Trying Out Various Ingredients

What followed were tibicos made with anything from kiwifruit to dates, from mangoes to apricots, and from flowers of elderberry to kitchen herbs (mint and basil being the favorites). The most popular type, however, was with ginger. No wonder, many names of the culture include 'ginger', such as the GBP which stands for Ginger Beer Plant (though it's neither a plant, nor does it make beer, and leaving ginger as an optional ingredient). 

I tried out various things in the sugar department as well: from refined white sugar I switched to brown sugar, then to piloncillo or unrefined cane sugar, and even experimented with good organic honey. In the end I realized that the bacteria don't care. They only want glucose, the rest is more about pleasing us. In this sense I considered it a waste of good honey to give it to the tibicos. Also, the piloncillo gave it a weird taste I didn't like, so I was back to brown or white sugar.

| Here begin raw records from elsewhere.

use std::path::PathBuf;
use thiserror::Error;

#[derive(Error, Debug)]
pub enum TerrainError {
    // Heightfield errors
    #[error("Invalid heightfield: {reason}")]
    InvalidHeightField { reason: String },

    #[error("Heightfield file not found at path: {path}")]
    FileNotFound { path: PathBuf },

    #[error("Corrupted heightfield file: {reason}")]
    CorruptedHeightFieldFile { reason: String },

    // Config-related errors
    #[error("Invalid configuration: {reason}")]
    InvalidConfig { reason: String },

    #[error("Failed to get config directory")]
    ConfigDirNotFound,

    #[error("Failed to serialize config: {0}")]
    SerializationFailed(#[from] toml::ser::Error),

    #[error("Failed to deserialize config: {0}")]
    DeserializationFailed(#[from] toml::de::Error),

    // Command-line and export errors
    #[error("Invalid argument: {reason}")]
    InvalidArgument { reason: String },

    #[error("Failed to export image: {0}")]
    ImageExport(#[from] image::ImageError),

    #[error("I/O error: {0}")]
    Io(#[from] std::io::Error),
}

/// Result type alias for all fallible operations
pub type TerrainResult<T> = Result<T, TerrainError>;
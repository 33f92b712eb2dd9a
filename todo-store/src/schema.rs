//! Schema statements, executed one by one on connect.

pub const SQLITE_TABLE: &str = "CREATE TABLE IF NOT EXISTS todos (
    id INTEGER PRIMARY KEY AUTOINCREMENT,
    client_id TEXT UNIQUE,
    title TEXT NOT NULL,
    completed INTEGER NOT NULL DEFAULT 0,
    created_at TEXT NOT NULL DEFAULT CURRENT_TIMESTAMP,
    description TEXT,
    due_date TEXT
)";

pub const POSTGRES_TABLE: &str = "CREATE TABLE IF NOT EXISTS todos (
    id BIGSERIAL PRIMARY KEY,
    client_id UUID UNIQUE,
    title TEXT NOT NULL,
    completed BOOLEAN NOT NULL DEFAULT FALSE,
    created_at TIMESTAMPTZ NOT NULL DEFAULT NOW(),
    description TEXT,
    due_date DATE
)";

/// Same syntax in both dialects.
pub const CREATE_UNIQUE_TITLE_INDEX: &str =
    "CREATE UNIQUE INDEX IF NOT EXISTS todos_title_key ON todos (title)";

pub const DROP_UNIQUE_TITLE_INDEX: &str = "DROP INDEX IF EXISTS todos_title_key";

/// Statements to run for the given uniqueness setting.
pub fn statements(table: &'static str, unique_titles: bool) -> [&'static str; 2] {
    let index = if unique_titles {
        CREATE_UNIQUE_TITLE_INDEX
    } else {
        DROP_UNIQUE_TITLE_INDEX
    };
    [table, index]
}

Why Didn't I Make Tibicos Sooner?

Making tibicos is so easy, and so cost efficient, that I was surprised I hadn't discovered it before. But then again, like most of us, I simply hadn't even herd about it. Soft drinks are generally associated with what we know from the store, leaving its pre-industrial type beyond the veil of forgetting. The other reason is the availability of the cultures, because in order to grow some yourself, you need to know someone who already does. Since the cultures multiply quickly, they are most probably happy to give you some. But that first hurdle of finding someone like that can be a major one. I know, in Canada I spent months looking for it, before giving up entirely.

Fragile Little Creatures

Over the years that I spent making tibicos, I ran into little difficulties. Most combinations of flavors turned out to be quite tasty, and even if someone didn't like something (like myself, I'm no great fan of mint) there was always someone who did enjoy it. However, there were some occasions when the culture just appeared to be dying. Instead of growing bigger and more numerous, the crystals got smaller and fewer, until there was literally nothing left of them. Fortunately I had prepared for this back when it was reproducing fast, and I always had some culture stashed away in my freezer. There they could be kept indefinitely, in case something like this happened. I did the same thing with my milk kefir, as well as with my kombucha (though just in the fridge, not the freezer), but those two cultures seem to be stronger. It was only the tibicos that was prone to dying unexpectedly.

Learning From Sandor Katz

At first I used to surf the web for additional information on using my probiotic cultures, but once I discovered Sandor Katz, I realized that he had all the info one could ever want, in his book The Art of Fermentation. In it he gives us a rough history of how fermentation was used over the centuries, gives a discourse on the importance of the microbes living in our bodies, but most of all, offers a practical guide on how to use different  fermentation techniques in our own homes. Making healthy soft drinks is only a small part in all of this. I can highly recommend it to anyone interested in keeping ourselves health, while using traditional techniques to turn the abundance of food into an even richer abundance of nutrition, and all this using the means and infrastructure of our homes.